Most helpful comment

I would say we should take a quick inventory of components still using String errors and either add a checklist to this issue or break them out into individual issues so we can track overall progress (probably just a checklist here).

All 21 comments

We most likely want to use Box<dyn std::error::Error + Send + Sync + 'static> as the error type throughout the whole crate. This would allow us to downcast_ref. Leaf level errors would provide an enum and implement std::error::Error.

Would using a Box for every error return be too expensive?

I suggested the failure crate as it helps wrap many of the conversion issues and provides custom derives for error (Fail) types, as well as catch the back trace. This may be overkill, but it's a light library and we're already pulling it through one of the dependencies.

FTR I'm not stuck on using failure, it would just be good to avoid rolling our own solution given how many other quality solutions exist to either derive complete error types or handle error return conversions and encapsulation.

It shouldn't be the box should only happen at the leaf level and get passed up the tree. Generally, you're able to use bounds like SinkError: Into<Box<std::Error...> where when this is already a box the into is the identity transform and thus does nothing. I believe failure is actually outdated at this point. Pretty much all of rusts error handling will move to this box style in the future. With leaf level errors being an enum that impls std::error::Error.

This is definitely something we've punted on for a little too long. That said, the error handling situation is a little in flux right now (see here and here) and I'm not sure there's an obviously correct direction for us to take.

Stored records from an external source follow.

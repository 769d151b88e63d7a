//! Natural-language ingestion (experimental).
//!
//! Free text goes into the fixed instructional template, the generative
//! model replies with JSON, and we either hand the parse back verbatim
//! (`/ai/parse`) or coerce it into records owned by the caller
//! (`/ai/process`). A reply that is not valid JSON is not an error: the
//! handler degrades to a diagnostic payload carrying the raw text.

use axum::extract::State;
use axum::routing::post;
use axum::{Json, Router};
use chrono::{NaiveDate, NaiveDateTime};
use serde::Deserialize;
use serde_json::{json, Value};
use sqlx::SqlitePool;
use tracing::info;

use crate::auth::CurrentUser;
use crate::genai::build_prompt;
use crate::models::{Priority, Recurrence, TaskStatus};
use crate::state::AppState;
use crate::{Error, Result};

pub fn router() -> Router<AppState> {
    Router::new()
        .route("/ai/parse", post(parse))
        .route("/ai/process", post(process))
}

#[derive(Debug, Deserialize)]
struct AiRequest {
    text: String,
}

/// The shape the prompt instructs the model to produce. Lenient on
/// purpose: absent sections default to empty, absent fields to null.
#[derive(Debug, Default, Deserialize)]
struct ParsedBatch {
    #[serde(default)]
    tasks: Vec<ParsedTask>,
    #[serde(default)]
    events: Vec<ParsedEvent>,
    #[serde(default)]
    notes: Vec<ParsedNote>,
    #[serde(default)]
    subtasks: Vec<ParsedSubtask>,
}

#[derive(Debug, Deserialize)]
struct ParsedTask {
    title: String,
    #[serde(default)]
    description: Option<String>,
    #[serde(default)]
    priority_id: Option<i64>,
    #[serde(default)]
    status_id: Option<i64>,
    #[serde(default)]
    recurrence_type_id: Option<i64>,
    #[serde(default)]
    due_date: Option<NaiveDateTime>,
    #[serde(default)]
    color_code: Option<String>,
    #[serde(default)]
    recurrence_end_date: Option<NaiveDate>,
}

#[derive(Debug, Deserialize)]
struct ParsedEvent {
    title: String,
    start_time: NaiveDateTime,
    end_time: NaiveDateTime,
    #[serde(default)]
    location: Option<String>,
    #[serde(default)]
    color_code: Option<String>,
}

#[derive(Debug, Deserialize)]
struct ParsedNote {
    title: String,
    content: String,
    #[serde(default)]
    event_lookup: Option<EventLookup>,
}

#[derive(Debug, Deserialize)]
struct ParsedSubtask {
    title: String,
    #[serde(default)]
    is_completed: bool,
    #[serde(default)]
    task_lookup: Option<TaskLookup>,
}

/// Lookup-by-title stand-in for an event the client has no id for yet.
#[derive(Debug, Deserialize)]
struct EventLookup {
    title: String,
    date: NaiveDate,
}

/// Lookup-by-title stand-in for a task the client has no id for yet.
#[derive(Debug, Deserialize)]
struct TaskLookup {
    title: String,
    #[serde(default)]
    due_date: Option<NaiveDateTime>,
}

#[derive(Debug, Default)]
struct IngestSummary {
    tasks: usize,
    events: usize,
    notes: usize,
    subtasks: usize,
    skipped_subtasks: usize,
}

fn diagnostic(raw: String) -> Json<Value> {
    Json(json!({
        "error": "model returned invalid JSON",
        "raw_output": raw,
    }))
}

async fn parse(
    State(state): State<AppState>,
    _user: CurrentUser,
    Json(body): Json<AiRequest>,
) -> Result<Json<Value>> {
    if body.text.trim().is_empty() {
        return Err(Error::Validation("Text cannot be empty.".to_string()));
    }

    let raw = state.generator.generate(&build_prompt(&body.text)).await?;

    match serde_json::from_str::<Value>(&raw) {
        Ok(parsed) => Ok(Json(parsed)),
        Err(_) => Ok(diagnostic(raw)),
    }
}

async fn process(
    State(state): State<AppState>,
    user: CurrentUser,
    Json(body): Json<AiRequest>,
) -> Result<Json<Value>> {
    if body.text.trim().is_empty() {
        return Err(Error::Validation("Text cannot be empty.".to_string()));
    }

    let raw = state.generator.generate(&build_prompt(&body.text)).await?;

    let batch: ParsedBatch = match serde_json::from_str(&raw) {
        Ok(batch) => batch,
        Err(_) => return Ok(diagnostic(raw)),
    };

    let summary = insert_batch(&state.pool, user.id, batch).await?;
    info!(
        "ingested for user {}: {} tasks, {} events, {} notes, {} subtasks ({} skipped)",
        user.id, summary.tasks, summary.events, summary.notes, summary.subtasks,
        summary.skipped_subtasks
    );

    Ok(Json(json!({
        "message": "Parsed input stored.",
        "created": {
            "tasks": summary.tasks,
            "events": summary.events,
            "notes": summary.notes,
            "subtasks": summary.subtasks,
        },
        "skipped_subtasks": summary.skipped_subtasks,
    })))
}

/// Insert everything the model extracted, owned by the caller.
///
/// Tasks and events go first so that lookup objects on notes and subtasks
/// can resolve against records created in the same batch.
async fn insert_batch(pool: &SqlitePool, owner: i64, batch: ParsedBatch) -> Result<IngestSummary> {
    let mut summary = IngestSummary::default();

    for task in batch.tasks {
        let priority = resolve_priority(pool, task.priority_id).await?;
        let status = resolve_status(pool, task.status_id).await?;
        let recurrence = resolve_recurrence(pool, task.recurrence_type_id).await?;

        sqlx::query(
            "INSERT INTO tasks (user_id, category_id, title, description, priority, status, \
                                recurrence_type, recurrence_end_date, due_date, color_code) \
             VALUES ($1, NULL, $2, $3, $4, $5, $6, $7, $8, $9)",
        )
        .bind(owner)
        .bind(&task.title)
        .bind(&task.description)
        .bind(priority)
        .bind(status)
        .bind(recurrence)
        .bind(task.recurrence_end_date)
        .bind(task.due_date)
        .bind(task.color_code.as_deref().unwrap_or("#3498db"))
        .execute(pool)
        .await?;
        summary.tasks += 1;
    }

    for event in batch.events {
        sqlx::query(
            "INSERT INTO events (user_id, title, start_time, end_time, location, color_code) \
             VALUES ($1, $2, $3, $4, $5, $6)",
        )
        .bind(owner)
        .bind(&event.title)
        .bind(event.start_time)
        .bind(event.end_time)
        .bind(&event.location)
        .bind(event.color_code.as_deref().unwrap_or("#3498db"))
        .execute(pool)
        .await?;
        summary.events += 1;
    }

    for note in batch.notes {
        let event_id = match &note.event_lookup {
            Some(lookup) => find_event(pool, owner, lookup).await?,
            None => None,
        };

        sqlx::query(
            "INSERT INTO notes (user_id, category_id, event_id, title, content, color_code, \
                                created_at) \
             VALUES ($1, NULL, $2, $3, $4, '#3498db', $5)",
        )
        .bind(owner)
        .bind(event_id)
        .bind(&note.title)
        .bind(&note.content)
        .bind(chrono::Utc::now().naive_utc())
        .execute(pool)
        .await?;
        summary.notes += 1;
    }

    for subtask in batch.subtasks {
        let task_id = match &subtask.task_lookup {
            Some(lookup) => find_task(pool, owner, lookup).await?,
            None => None,
        };

        // A subtask cannot exist without a parent task.
        let Some(task_id) = task_id else {
            summary.skipped_subtasks += 1;
            continue;
        };

        sqlx::query("INSERT INTO subtasks (task_id, title, is_completed) VALUES ($1, $2, $3)")
            .bind(task_id)
            .bind(&subtask.title)
            .bind(subtask.is_completed)
            .execute(pool)
            .await?;
        summary.subtasks += 1;
    }

    Ok(summary)
}

async fn resolve_priority(pool: &SqlitePool, id: Option<i64>) -> Result<Priority> {
    let Some(id) = id else {
        return Ok(Priority::default());
    };
    let code: Option<String> = sqlx::query_scalar("SELECT code FROM priority_levels WHERE id = $1")
        .bind(id)
        .fetch_optional(pool)
        .await?;
    Ok(code.and_then(|c| Priority::from_code(&c)).unwrap_or_default())
}

async fn resolve_status(pool: &SqlitePool, id: Option<i64>) -> Result<TaskStatus> {
    let Some(id) = id else {
        return Ok(TaskStatus::default());
    };
    let code: Option<String> = sqlx::query_scalar("SELECT code FROM task_statuses WHERE id = $1")
        .bind(id)
        .fetch_optional(pool)
        .await?;
    Ok(code.and_then(|c| TaskStatus::from_code(&c)).unwrap_or_default())
}

async fn resolve_recurrence(pool: &SqlitePool, id: Option<i64>) -> Result<Recurrence> {
    let Some(id) = id else {
        return Ok(Recurrence::default());
    };
    let code: Option<String> = sqlx::query_scalar("SELECT code FROM recurrence_types WHERE id = $1")
        .bind(id)
        .fetch_optional(pool)
        .await?;
    Ok(code.and_then(|c| Recurrence::from_code(&c)).unwrap_or_default())
}

async fn find_event(pool: &SqlitePool, owner: i64, lookup: &EventLookup) -> Result<Option<i64>> {
    let id: Option<i64> = sqlx::query_scalar(
        "SELECT id FROM events \
         WHERE user_id = $1 AND title = $2 AND date(start_time) = $3 \
         ORDER BY id LIMIT 1",
    )
    .bind(owner)
    .bind(&lookup.title)
    .bind(lookup.date)
    .fetch_optional(pool)
    .await?;
    Ok(id)
}

async fn find_task(pool: &SqlitePool, owner: i64, lookup: &TaskLookup) -> Result<Option<i64>> {
    let id: Option<i64> = match lookup.due_date {
        Some(due_date) => {
            sqlx::query_scalar(
                "SELECT id FROM tasks \
                 WHERE user_id = $1 AND title = $2 AND due_date = $3 \
                 ORDER BY id LIMIT 1",
            )
            .bind(owner)
            .bind(&lookup.title)
            .bind(due_date)
            .fetch_optional(pool)
            .await?
        }
        None => {
            sqlx::query_scalar(
                "SELECT id FROM tasks WHERE user_id = $1 AND title = $2 ORDER BY id LIMIT 1",
            )
            .bind(owner)
            .bind(&lookup.title)
            .fetch_optional(pool)
            .await?
        }
    };
    Ok(id)
}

My understanding is that failure has been "downgraded" to something of an experiment, so I'm not sure we'd want to go that route. If we do bring in a crate, it seems like snafu is probably the best maintained. I think the main benefits of an external crate seem to be convenience of defining custom error types and the ability to easily attach backtraces and context.

As a first step we should probably pick a component or two currently using String errors and work through converting them to real error types as simply as possible. We use errors differently in different components (e.g. collected and presented to the user during topology building, quickly caught and logged with in each task for source/transforms/sinks, etc), so getting a representative sample would be good. Then we can try a crate or two to see what feels best for our needs. I imagine we won't need much more than a convenient way to define our types and implement std::error::Error.

So now, one error return has been converted to an actual error type. Where should this issue go from here?

I would say we should take a quick inventory of components still using String errors and either add a checklist to this issue or break them out into individual issues so we can track overall progress (probably just a checklist here).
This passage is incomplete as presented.